What Everyone Misses About Gloria Vanderbilt’s Will (And Anderson Cooper’s Inheritance)

Leaving all the liquid assets to a single heir isn’t confirmation of a massive bequest. It’s often a signal that the estate’s real remaining value is sentimental at best.

So Gloria Vanderbilt did indeed leave her lavish Upper East Side apartment to her son in Long Island while Anderson Cooper, the other child she maintained a relationship with, ends up with everything else.

In those simple terms, the will confirms everything Cooper said all along. There’s no Vanderbilt trust fund left to pass on, no vast pile of cash.

We know this because Gloria’s will doesn’t take a lot of pains to circumvent estate tax or even probate. The assets pass straight through to her sons, individual to individual.

She wasn’t exactly broke. The apartment is easily worth $1 million and her liquid assets probably add up to that much on their own.

But that’s enough money to pay good lawyers. They evidently didn’t see any need to shift any property out of the taxable estate, which is one thing trusts do.

If she’d maintained, for example, $200 million in the bank, you can bet that money would already be in a revocable trust that took over on her death. The will would say that.

Factor out the famous names and this looks like any other retiree’s estate plan. There’s a house, some stuff and some kids.

The stuff needs to be handed over in its entirety or divided up. The motive isn’t so much dynastic perpetuation as cleaning the house so the estate can wind down.

Gloria’s will takes one of the simplest routes to that goal. She owned her co-op and that went to son Stan in Long Island. Everything else goes to Cooper.

Estranged son Chris was left out, which is good enough in New York State to formally disinherit him. There’s no “elective share” rule giving him a claim to override the will.

From outside, it looks like a 50-50 split. Stan gets the apartment, which was the only asset important enough for specific mention. Anderson gets everything else.

Maybe that “everything else” stretches all the way to $10 million, which (counting the apartment at roughly $1 million) is where the tax planners would have needed to worry about the total value of the estate. It could just as easily been closer to zero.

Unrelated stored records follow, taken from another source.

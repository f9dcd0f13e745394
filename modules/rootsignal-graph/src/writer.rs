use chrono::{DateTime, Utc};
use neo4rs::query;
use tracing::{info, warn};
use uuid::Uuid;

use rootsignal_common::{
    ActorNode, AskNode, CityNode, ClusterSnapshot, DiscoveryMethod, EditionNode, EvidenceNode,
    EventNode, GiveNode, Node, NodeMeta, NodeType, NoticeNode, SensitivityLevel, SourceNode,
    SourceRole, SourceType, StoryNode, TensionNode, ASK_EXPIRE_DAYS, EVENT_PAST_GRACE_HOURS,
    FRESHNESS_MAX_DAYS, NOTICE_EXPIRE_DAYS,
};

use crate::GraphClient;

/// Write-side wrapper for the graph. Used by scout only.
pub struct GraphWriter {
    client: GraphClient,
}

Admittedly, if there was a trust in place, it could distribute its own assets as its foundational documents dictate. But in that scenario, normal wills would sweep the estate into that trust and it would have been the one to inherit “everything else.”

The fact that Gloria evidently owned the apartment outright is another smoking gun. Manhattan real estate is exactly the kind of asset to put in at least a revocable trust, where it wouldn’t show up in the will.

Admittedly, there might still be a vast Vanderbilt empire ticking out so much cash behind the scenes that a $1 million apartment is barely a rounding error. But it’s extremely unlikely.

Gloria came into her trust decades ago. She used the money to start her business and ultimately to help pay the bills when the IRS and other creditors came around.

Any later bequests from relatives would be relatively small in today’s terms and would probably have run out by now.

Remember, the gilded age she grew up in was the 1920s. That’s beyond the typical lifespan of trusts created in those days, so it really isn’t useful to speculate about second-generation beneficiaries.

It’s a paradoxical and, from the outside, an empty question. If there is a lot of money left, it will be in the most efficient structures that money can buy. And if there isn’t, efficiency isn’t such a huge concern.

Efficient structures don’t leave $1 million apartments hanging for the will to resolve, much less leave the prospect open that enough wealth will be left in the estate to trigger more tax bills.

Gloria’s apartment was truly spectacular, though. Crowded with antiques that would make the auction houses salivate . . . unless the boys decide they want to keep some of it around.